Au début du spectacle, la scène présente un grand espace presque vide où ne se trouvent qu’une machine distributrice et quelques tables et chaises rangées le long des murs, comme si les lieux étaient en attente d’être occupés. Ce tableau évoque une cafétéria déserte ou encore une gare sans charme, impression confirmée par l’entrée d’une jeune femme trimballant un gros sac de voyage. Or, malgré son caractère figuratif, le décor est d’abord investi d’une dimension métaphorique : la scène apparait comme un grand espace intime et, surtout, discursif, c’est-à-dire comme un lieu fait pour une parole qui se déploie. L’espace se transforme au fil de la pièce, se complexifie, devenant le miroir des fulgurances soudaines du texte, de ses détours et de ses inventions. La brillante mise en scène de Roland Auzet se renouvelle ainsi constamment au fur et à mesure que Jodie raconte (et revit) son histoire.

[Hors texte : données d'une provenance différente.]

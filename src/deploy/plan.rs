//! Diff-to-action translation
//!
//! Turns the manifest diff into the ordered work lists the phases consume:
//! directories to create (shallow first), files to upload, files to delete
//! and directories to remove afterwards (deep first).

use std::path::PathBuf;

use crate::deploy::STAGING_SUFFIX;
use crate::manifest::{Changes, Manifest};
use crate::scan::LocalSet;

/// Staging name a path is uploaded under until the commit rename.
pub fn staging_name(path: &str) -> String {
    format!("{path}{STAGING_SUFFIX}")
}

/// One file to upload.
#[derive(Debug, Clone, PartialEq, Eq)]
pub struct UploadItem {
    /// Remote-relative live name.
    pub rel: String,
    /// Local file holding the bytes to send.
    pub source: PathBuf,
}

/// Ordered work lists for one deployment.
#[derive(Debug, Default, PartialEq, Eq)]
pub struct UploadPlan {
    /// Directories to create, shallow to deep.
    pub dirs: Vec<String>,
    /// Files to upload to their staging names.
    pub files: Vec<UploadItem>,
    /// Files to delete after commit.
    pub delete_files: Vec<String>,
    /// Directories to remove after the files, deep to shallow.
    pub delete_dirs: Vec<String>,
}

impl UploadPlan {
    pub fn build(changes: &Changes, local: &LocalSet, remote: &Manifest) -> UploadPlan {
        let mut plan = UploadPlan::default();

        for path in &changes.to_upload {
            if local.manifest.is_dir(path) {
                plan.dirs.push(path.clone());
            } else if let Some(source) = local.sources.get(path) {
                plan.files.push(UploadItem {
                    rel: path.clone(),
                    source: source.clone(),
                });
            }
        }
        plan.dirs.sort_by_key(|p| depth(p));

        for path in &changes.to_delete {
            if remote.is_dir(path) {
                plan.delete_dirs.push(path.clone());
            } else {
                plan.delete_files.push(path.clone());
            }
        }
        plan.delete_dirs.sort_by_key(|p| std::cmp::Reverse(depth(p)));

        plan
    }

    /// Live names in commit-rename order: shortest path first so a path
    /// whose kind flipped (directory became file or the reverse) resolves
    /// before its former children.
    pub fn rename_order(&self) -> Vec<&str> {
        let mut order: Vec<&str> = self.files.iter().map(|f| f.rel.as_str()).collect();
        order.sort_by_key(|p| (depth(p), p.len(), *p));
        order
    }
}

fn depth(path: &str) -> usize {
    path.matches('/').count()
}
use std::path::PathBuf;

use clap::Parser;

/// sitesync - incremental atomic site deployment
#[derive(Parser, Debug)]
#[command(name = "sitesync")]
#[command(author, version, about, long_about = None)]
#[command(after_help = "Exit codes: 0 success, 1 failure, 2 config error, 3 deployment lock.")]
pub struct Cli {
    /// Deployment config files, each describing one or more sites
    /// (./deploy.ini when omitted)
    #[arg(value_name = "CONFIG")]
    pub configs: Vec<PathBuf>,

    /// Show what would change without deploying
    #[arg(short = 't', long = "test")]
    pub test: bool,

    /// Re-upload every file regardless of the remote manifest
    #[arg(long)]
    pub full: bool,

    /// Disable the progress display
    #[arg(long)]
    pub no_progress: bool,

    /// Verbosity level (-v, -vv)
    #[arg(short, long, action = clap::ArgAction::Count)]
    pub verbose: u8,

    /// Number of concurrent upload workers
    #[arg(long, default_value_t = 10, value_name = "N")]
    pub workers: usize,

    /// Break a stale deployment lock left behind by a crashed run
    #[arg(long)]
    pub force_unlock: bool,
}
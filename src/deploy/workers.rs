//! Bounded upload worker pool
//!
//! Phase 5 is the only concurrent phase: independent per-file uploads run
//! on a fixed number of worker threads. Drivers are not assumed
//! thread-safe, so every worker opens its own session from the factory
//! and keeps it for the lifetime of the pool. Progress flows back to the
//! single logger thread over a channel.

use std::sync::atomic::{AtomicBool, AtomicUsize, Ordering};
use std::sync::mpsc;
use std::sync::Mutex;
use std::thread;
use std::time::Duration;

use crate::deploy::plan::{staging_name, UploadItem};
use crate::deploy::{Logger, ServerFactory};
use crate::error::SitesyncError;
use crate::server::connect_with_retry;

/// Retries per file on retryable transport errors.
const UPLOAD_RETRIES: u32 = 3;
const RETRY_DELAYS_MS: [u64; 3] = [100, 500, 1000];

/// What came back from the pool.
pub struct UploadReport {
    /// Live names whose staging upload completed.
    pub staged: Vec<String>,
    /// First terminal error, if any.
    pub error: Option<SitesyncError>,
}

enum Event {
    Progress { rel: String, percent: u8 },
    Done { rel: String },
    Failed { rel: String, message: String, retrying: bool },
}

/// Upload every item to its staging name, `workers` files at a time.
///
/// Stops handing out new work after the first terminal failure; files
/// already in flight finish (and count as staged, so rollback cleans
/// them).
pub fn upload_files(
    factory: &ServerFactory,
    items: &[UploadItem],
    workers: usize,
    logger: &mut dyn Logger,
) -> UploadReport {
    let mut report = UploadReport {
        staged: Vec::new(),
        error: None,
    };
    if items.is_empty() {
        return report;
    }

    let pool_size = workers.clamp(1, items.len());
    let next = AtomicUsize::new(0);
    let abort = AtomicBool::new(false);
    let first_error: Mutex<Option<SitesyncError>> = Mutex::new(None);
    let (sender, receiver) = mpsc::channel::<Event>();

    logger.begin_transfers(items.len());

    thread::scope(|scope| {
        for _ in 0..pool_size {
            let sender = sender.clone();
            let next = &next;
            let abort = &abort;
            let first_error = &first_error;
            scope.spawn(move || {
                let server = match factory().and_then(|mut s| {
                    connect_with_retry(s.as_mut()).map(|()| s)
                }) {
                    Ok(server) => server,
                    Err(err) => {
                        abort.store(true, Ordering::SeqCst);
                        first_error.lock().unwrap().get_or_insert(err);
                        return;
                    }
                };

                loop {
                    let idx = next.fetch_add(1, Ordering::SeqCst);
                    if idx >= items.len() || abort.load(Ordering::SeqCst) {
                        break;
                    }
                    let item = &items[idx];
                    let target = staging_name(&item.rel);

                    let mut attempt = 0;
                    loop {
                        let rel = item.rel.clone();
                        let sender_progress = sender.clone();
                        let mut on_progress = move |percent: u8| {
                            let _ = sender_progress.send(Event::Progress {
                                rel: rel.clone(),
                                percent,
                            });
                        };

                        match server.write_file(&item.source, &target, &mut on_progress) {
                            Ok(()) => {
                                let _ = sender.send(Event::Done {
                                    rel: item.rel.clone(),
                                });
                                break;
                            }
                            Err(err)
                                if err.is_retryable() && attempt < UPLOAD_RETRIES =>
                            {
                                let _ = sender.send(Event::Failed {
                                    rel: item.rel.clone(),
                                    message: err.to_string(),
                                    retrying: true,
                                });
                                let delay =
                                    RETRY_DELAYS_MS[(attempt as usize).min(RETRY_DELAYS_MS.len() - 1)];
                                thread::sleep(Duration::from_millis(delay));
                                attempt += 1;
                            }
                            Err(err) => {
                                let _ = sender.send(Event::Failed {
                                    rel: item.rel.clone(),
                                    message: err.to_string(),
                                    retrying: false,
                                });
                                abort.store(true, Ordering::SeqCst);
                                first_error.lock().unwrap().get_or_insert(err);
                                break;
                            }
                        }
                    }
                }
            });
        }
        drop(sender);

        // Drain events on the calling thread; the logger is not shared.
        for event in receiver {
            match event {
                Event::Progress { rel, percent } => logger.transfer_progress(&rel, percent),
                Event::Done { rel } => {
                    logger.transfer_done(&rel);
                    report.staged.push(rel);
                }
                Event::Failed {
                    rel,
                    message,
                    retrying,
                } => logger.transfer_failed(&rel, &message, retrying),
            }
        }
    });

    report.error = first_error.into_inner().unwrap();
    report
}
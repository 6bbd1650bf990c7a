//! Common test utilities for sitesync end-to-end tests.
//!
//! `TestEnv` builds an isolated deployment: a temp local tree, a temp
//! "remote" directory reached through the `file://` driver, and a config
//! file wired to both. Commands run the real binary.

#![allow(dead_code)]

use std::path::{Path, PathBuf};
use std::process::Command;

use tempfile::TempDir;

/// Result of running the sitesync binary.
#[derive(Debug)]
pub struct TestResult {
    pub exit_code: i32,
    pub stdout: String,
    pub stderr: String,
}

impl TestResult {
    pub fn success(&self) -> bool {
        self.exit_code == 0
    }

    pub fn combined(&self) -> String {
        format!("{}\n{}", self.stdout, self.stderr)
    }
}

/// Isolated deployment environment.
pub struct TestEnv {
    pub local: TempDir,
    pub remote: TempDir,
    pub config_path: PathBuf,
    _config_dir: TempDir,
}

impl TestEnv {
    /// Environment with a config containing only `remote`/`local` lines.
    pub fn new() -> TestEnv {
        Self::with_config("")
    }

    /// Environment whose config carries `extra` lines on top of the
    /// generated `remote` and `local` keys.
    pub fn with_config(extra: &str) -> TestEnv {
        let local = TempDir::new().unwrap();
        let remote = TempDir::new().unwrap();
        let config_dir = TempDir::new().unwrap();
        let config_path = config_dir.path().join("deploy.ini");
        let text = format!(
            "remote = file://{}\nlocal = {}\n{extra}",
            remote.path().display(),
            local.path().display(),
        );
        std::fs::write(&config_path, text).unwrap();
        TestEnv {
            local,
            remote,
            config_path,
            _config_dir: config_dir,
        }
    }

    /// Write a file into the local tree.
    pub fn write_local(&self, rel: &str, content: &str) {
        let path = self.local.path().join(rel.trim_start_matches('/'));
        std::fs::create_dir_all(path.parent().unwrap()).unwrap();
        std::fs::write(path, content).unwrap();
    }

    pub fn remove_local(&self, rel: &str) {
        std::fs::remove_file(self.local.path().join(rel.trim_start_matches('/'))).unwrap();
    }

    /// Write a file straight into the remote directory.
    pub fn write_remote(&self, rel: &str, content: &str) {
        let path = self.remote.path().join(rel.trim_start_matches('/'));
        std::fs::create_dir_all(path.parent().unwrap()).unwrap();
        std::fs::write(path, content).unwrap();
    }

    pub fn remote_file(&self, rel: &str) -> Option<String> {
        std::fs::read_to_string(self.remote.path().join(rel.trim_start_matches('/'))).ok()
    }

    pub fn remote_exists(&self, rel: &str) -> bool {
        self.remote
            .path()
            .join(rel.trim_start_matches('/'))
            .exists()
    }

    /// The deployed manifest's text, if present.
    pub fn manifest(&self) -> Option<String> {
        self.remote_file(".htdeployment")
    }

    /// Names of stray staging files left on the remote.
    pub fn staging_leftovers(&self) -> Vec<String> {
        fn walk(dir: &Path, found: &mut Vec<String>) {
            if let Ok(entries) = std::fs::read_dir(dir) {
                for entry in entries.flatten() {
                    let path = entry.path();
                    if path.is_dir() {
                        walk(&path, found);
                    } else if path.to_string_lossy().ends_with(".deploytmp") {
                        found.push(path.display().to_string());
                    }
                }
            }
        }
        let mut found = Vec::new();
        walk(self.remote.path(), &mut found);
        found
    }

    /// Run the sitesync binary against this environment's config.
    pub fn run(&self, extra_args: &[&str]) -> TestResult {
        let bin = env!("CARGO_BIN_EXE_sitesync");
        let output = Command::new(bin)
            .arg("--no-progress")
            .args(extra_args)
            .arg(&self.config_path)
            .output()
            .expect("binary runs");
        TestResult {
            exit_code: output.status.code().unwrap_or(-1),
            stdout: String::from_utf8_lossy(&output.stdout).into_owned(),
            stderr: String::from_utf8_lossy(&output.stderr).into_owned(),
        }
    }

    /// Run and require exit code 0.
    pub fn deploy_ok(&self) -> TestResult {
        let result = self.run(&[]);
        assert_eq!(
            result.exit_code,
            0,
            "deployment failed:\n{}",
            result.combined()
        );
        result
    }
}
//! sitesync - incremental, atomic site deployment
//!
//! Compares a local directory tree against a server-side manifest of
//! content hashes, transfers only what changed over FTP, FTPS, SFTP or the
//! local filesystem, and switches the new state live with a rename dance
//! so a partial upload never shows through.

pub mod config;
pub mod deploy;
pub mod error;
pub mod filter;
pub mod hasher;
pub mod manifest;
pub mod preprocess;
pub mod runner;
pub mod scan;
pub mod server;

// Re-exports for convenience
pub use config::{Config, RemoteUrl, Scheme};
pub use deploy::{DeployOptions, DeploySummary, Deployer, Logger, NullLogger};
pub use error::{SitesyncError, SitesyncResult};
pub use filter::PathFilter;
pub use manifest::{Changes, Manifest};
pub use runner::{Job, JobRunner, Runner};
pub use server::{
    connect_with_retry, resolve_credentials, server_for_url, CredentialPrompt, Server,
    TerminalPrompt,
};
//! Local tree scan
//!
//! Walks the local root, prunes ignored directories, preprocesses and
//! hashes the surviving files, and produces the local manifest together
//! with the map of bytes to upload per path.

use std::collections::HashMap;
use std::path::{Path, PathBuf};

use walkdir::WalkDir;

use crate::error::{SitesyncError, SitesyncResult};
use crate::filter::PathFilter;
use crate::hasher;
use crate::manifest::Manifest;
use crate::preprocess::Preprocessor;

/// The scanned local state: manifest plus upload sources.
#[derive(Debug, Default)]
pub struct LocalSet {
    pub manifest: Manifest,
    /// `rel path -> absolute file holding the bytes to upload`
    /// (the preprocessed temp file when preprocessing applied).
    pub sources: HashMap<String, PathBuf>,
}

/// Scan `local_root` into a [`LocalSet`].
pub fn scan(
    local_root: &Path,
    filter: &PathFilter,
    preprocessor: &Preprocessor,
) -> SitesyncResult<LocalSet> {
    if !local_root.is_dir() {
        return Err(SitesyncError::Config {
            file: local_root.to_path_buf(),
            message: "local root is not a directory".into(),
        });
    }

    let mut set = LocalSet::default();

    let walker = WalkDir::new(local_root)
        .follow_links(true)
        .sort_by_file_name()
        .into_iter()
        .filter_entry(|entry| {
            if entry.depth() == 0 || !entry.file_type().is_dir() {
                return true;
            }
            let rel = rel_path(local_root, entry.path());
            !filter.prunes(&rel)
        });

    for entry in walker {
        let entry = entry.map_err(|e| std::io::Error::other(e.to_string()))?;
        if entry.depth() == 0 {
            continue;
        }
        let rel = rel_path(local_root, entry.path());

        if entry.file_type().is_dir() {
            if filter.accepts(&rel, true) {
                set.manifest.insert_dir(rel);
            }
        } else if entry.file_type().is_file() {
            if !filter.accepts(&rel, false) {
                continue;
            }
            let source = preprocessor.process(&rel, entry.path())?;
            let hash = hasher::hash_file(&source)?;
            record_ancestors(&mut set.manifest, &rel);
            set.manifest.insert(rel.clone(), hash);
            set.sources.insert(rel, source);
        }
    }

    Ok(set)
}

/// Remote-relative path: `/`-rooted, `/`-separated.
fn rel_path(root: &Path, path: &Path) -> String {
    let rel = path.strip_prefix(root).unwrap_or(path);
    let mut out = String::from("/");
    let joined = rel
        .components()
        .map(|c| c.as_os_str().to_string_lossy())
        .collect::<Vec<_>>()
        .join("/");
    out.push_str(&joined);
    out
}

/// Directories containing an included file are deployed even when no
/// pattern names them, so `create_dir` has a manifest entry to work from.
fn record_ancestors(manifest: &mut Manifest, rel: &str) {
    for (idx, b) in rel.bytes().enumerate().skip(1) {
        if b == b'/' {
            let ancestor = &rel[..idx];
            if !manifest.contains(ancestor) {
                manifest.insert_dir(ancestor);
            }
        }
    }
}
//! SFTP driver (`sftp://`)
//!
//! Drives the OpenSSH client binaries (`ssh`, `scp`) with one short-lived
//! subprocess per operation. Authentication is whatever the local SSH
//! setup provides (agent, keys, config); when ssh itself needs a
//! passphrase it prompts on the inherited terminal.

use std::path::Path;
use std::process::{Command, Stdio};

use crate::config::{Config, RemoteUrl};
use crate::error::{SitesyncError, SitesyncResult};
use crate::server::{shell_quote, Progress, Server};

pub struct SftpServer {
    target: String,
    port: u16,
    base: String,
    file_permissions: Option<u32>,
    dir_permissions: Option<u32>,
    purge_counter: std::sync::atomic::AtomicU32,
}

impl SftpServer {
    pub fn new(url: &RemoteUrl, config: &Config) -> Self {
        let target = match &url.user {
            Some(user) => format!("{user}@{}", url.host),
            None => url.host.clone(),
        };
        Self {
            target,
            port: url.port,
            base: url.path.clone(),
            file_permissions: config.file_permissions,
            dir_permissions: config.dir_permissions,
            purge_counter: std::sync::atomic::AtomicU32::new(0),
        }
    }

    fn abs(&self, remote: &str) -> String {
        format!("{}{}", self.base, remote)
    }

    /// Run a shell command on the remote host, returning stdout.
    fn ssh(&self, command: &str) -> Result<String, String> {
        let output = Command::new("ssh")
            .arg("-p")
            .arg(self.port.to_string())
            .arg(&self.target)
            .arg(command)
            .stdin(Stdio::inherit())
            .stdout(Stdio::piped())
            .stderr(Stdio::piped())
            .output()
            .map_err(|e| format!("cannot spawn ssh: {e}"))?;
        if !output.status.success() {
            return Err(String::from_utf8_lossy(&output.stderr).trim().to_string());
        }
        Ok(String::from_utf8_lossy(&output.stdout).to_string())
    }

    fn scp(&self, from: &str, to: &str) -> Result<(), String> {
        let output = Command::new("scp")
            .arg("-q")
            .arg("-P")
            .arg(self.port.to_string())
            .arg(from)
            .arg(to)
            .stdin(Stdio::inherit())
            .stdout(Stdio::null())
            .stderr(Stdio::piped())
            .output()
            .map_err(|e| format!("cannot spawn scp: {e}"))?;
        if !output.status.success() {
            return Err(String::from_utf8_lossy(&output.stderr).trim().to_string());
        }
        Ok(())
    }

    fn transport(remote: &str, message: String) -> SitesyncError {
        if message.contains("No such file") {
            SitesyncError::NotFound {
                path: remote.to_string(),
            }
        } else {
            SitesyncError::Transport {
                path: remote.to_string(),
                message,
            }
        }
    }
}

impl Server for SftpServer {
    fn connect(&mut self) -> SitesyncResult<()> {
        // One round trip verifies auth and makes sure the base exists.
        let cmd = format!("mkdir -p {}", shell_quote(&self.abs("/")));
        self.ssh(&cmd).map(|_| ()).map_err(|message| {
            SitesyncError::Connection {
                target: format!("sftp://{}:{}", self.target, self.port),
                message,
            }
        })
    }

    fn read_file(&self, remote: &str, local: &Path) -> SitesyncResult<()> {
        let from = format!("{}:{}", self.target, shell_quote(&self.abs(remote)));
        self.scp(&from, &local.to_string_lossy())
            .map_err(|m| Self::transport(remote, m))
    }

    fn write_file(&self, local: &Path, remote: &str, progress: Progress) -> SitesyncResult<()> {
        progress(0);
        let to = format!("{}:{}", self.target, shell_quote(&self.abs(remote)));
        self.scp(&local.to_string_lossy(), &to)
            .map_err(|m| Self::transport(remote, m))?;
        if let Some(mode) = self.file_permissions {
            self.chmod(remote, mode)?;
        }
        progress(100);
        Ok(())
    }

    fn rename_file(&self, from: &str, to: &str) -> SitesyncResult<()> {
        let src = shell_quote(&self.abs(from));
        let dst = shell_quote(&self.abs(to));
        // Capture the replaced file's mode first so `mv -f` (atomic
        // replace) keeps the permissions the live file had.
        let cmd = format!(
            "m=$(stat -c %a {dst} 2>/dev/null || stat -f %Lp {dst} 2>/dev/null); \
             mv -f {src} {dst} && {{ [ -z \"$m\" ] || chmod \"$m\" {dst}; }}"
        );
        self.ssh(&cmd)
            .map(|_| ())
            .map_err(|m| Self::transport(from, m))
    }

    fn remove_file(&self, remote: &str) -> SitesyncResult<()> {
        let cmd = format!("rm -f {}", shell_quote(&self.abs(remote)));
        self.ssh(&cmd)
            .map(|_| ())
            .map_err(|m| Self::transport(remote, m))
    }

    fn create_dir(&self, remote: &str) -> SitesyncResult<()> {
        let path = shell_quote(&self.abs(remote));
        let cmd = match self.dir_permissions {
            Some(mode) => format!("mkdir -p {path} && chmod {mode:o} {path}"),
            None => format!("mkdir -p {path}"),
        };
        self.ssh(&cmd)
            .map(|_| ())
            .map_err(|m| Self::transport(remote, m))
    }

    fn remove_dir(&self, remote: &str) -> SitesyncResult<()> {
        let path = shell_quote(&self.abs(remote));
        let cmd = format!("[ ! -e {path} ] || rmdir {path}");
        self.ssh(&cmd)
            .map(|_| ())
            .map_err(|m| Self::transport(remote, m))
    }

    fn purge(&self, remote: &str, progress: &mut dyn FnMut(&str)) -> SitesyncResult<()> {
        let path = shell_quote(&self.abs(remote));
        let listing = self
            .ssh(&format!("mkdir -p {path} && ls -A {path}"))
            .map_err(|m| Self::transport(remote, m))?;

        for (i, child) in listing.lines().filter(|l| !l.is_empty()).enumerate() {
            let n = self
                .purge_counter
                .fetch_add(1, std::sync::atomic::Ordering::Relaxed);
            let victim = shell_quote(&format!("{}/{}", self.abs(remote), child));
            // Rename out of sight first, then delete: a failure between
            // the two never leaves a half-deleted visible entry.
            let staged = shell_quote(&format!(
                "{}/.purge-{}-{n}-{i}",
                self.abs(remote),
                std::process::id()
            ));
            let cmd = format!("mv {victim} {staged} && rm -rf {staged}");
            self.ssh(&cmd).map_err(|m| Self::transport(remote, m))?;
            progress(&format!("{remote}/{child}"));
        }
        Ok(())
    }

    fn chmod(&self, remote: &str, mode: u32) -> SitesyncResult<()> {
        let cmd = format!("chmod {mode:o} {}", shell_quote(&self.abs(remote)));
        self.ssh(&cmd)
            .map(|_| ())
            .map_err(|m| Self::transport(remote, m))
    }

    fn get_dir(&self) -> &str {
        &self.base
    }

    fn execute(&self, cmd: &str) -> SitesyncResult<String> {
        self.ssh(cmd).map_err(|m| SitesyncError::Transport {
            path: cmd.to_string(),
            message: m,
        })
    }
}

#[cfg(test)]
mod tests {
    use super::*;
    use crate::config::Scheme;

    fn server(url: &str) -> SftpServer {
        let url = RemoteUrl::parse(url).unwrap();
        let config = Config::new(url.clone());
        SftpServer::new(&url, &config)
    }

    #[test]
    fn target_includes_user() {
        let s = server("sftp://deploy@example.com/var/www");
        assert_eq!(s.target, "deploy@example.com");
        assert_eq!(s.port, 22);
    }

    #[test]
    fn target_without_user_is_bare_host() {
        let s = server("sftp://example.com:2222/var/www");
        assert_eq!(s.target, "example.com");
        assert_eq!(s.port, 2222);
    }

    #[test]
    fn paths_compose_under_base() {
        let s = server("sftp://example.com/var/www");
        assert_eq!(s.abs("/index.php"), "/var/www/index.php");
        assert_eq!(s.get_dir(), "/var/www");
    }

    #[test]
    fn scheme_parses_as_sftp() {
        let url = RemoteUrl::parse("sftp://h/p").unwrap();
        assert_eq!(url.scheme, Scheme::Sftp);
    }
}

Immense défi d’interprétation, le texte de Fabrice Melquiot est un long poème, un train en marche qui nous emporte avec lui, nous réservant la surprise de sa destination. Dense, vivante, syncopée, l’œuvre est traversée par plusieurs registres et par plusieurs voix que Sophie Desmarais interprète tour à tour, dans un mouvement continu. D’ailleurs, il est à peu près impossible de tout discerner de ce flot de paroles, qui est par moment à la limite de l’intelligible. Une fois cet aspect accepté, on se laisser aisément emporter par la charge esthétique et émotive qui se densifie tout au long du spectacle jusqu’au moment où nous est livré le secret du billet d’un dollar qui donne son titre à l’œuvre, et qui est au cœur de la quête identitaire menée par Jodie.

Traversées

Chaque personne porte en elle une ombre. Celle de Jodie, « fille de 40 ans », c’est le mystère qui entoure son père biologique, Billy Diabilis, qu’elle n’a connu qu’à travers le récit qu’a voulu lui en faire sa mère, elle aussi quelque peu absente : Jodie a été élevée, dans la majeure partie de son enfance, par un ami de sa mère, John Casterman. Avant de mourir, « tandis qu’il cueillait des lys et des lupins », ce père adoptif lui expose une nouvelle version des faits survenus lors des premières années de sa vie. Cette révélation lance Jodie dans une vaste enquête, dont elle attend sa propre renaissance : « Je dois naitre encore… trouver le vrai en chair. » Jodie a une identité fuyante, presque indéfinie ou inaboutie. Elle se présente comme actrice, promeneuse de chiens, serveuse à temps partiel. La première fois qu’elle parle, au début de la pièce, c’est pour énoncer une série d’oppositions irrésolubles : nulle part/partout, regarder/être regardée, son corps/le corps de l’autre.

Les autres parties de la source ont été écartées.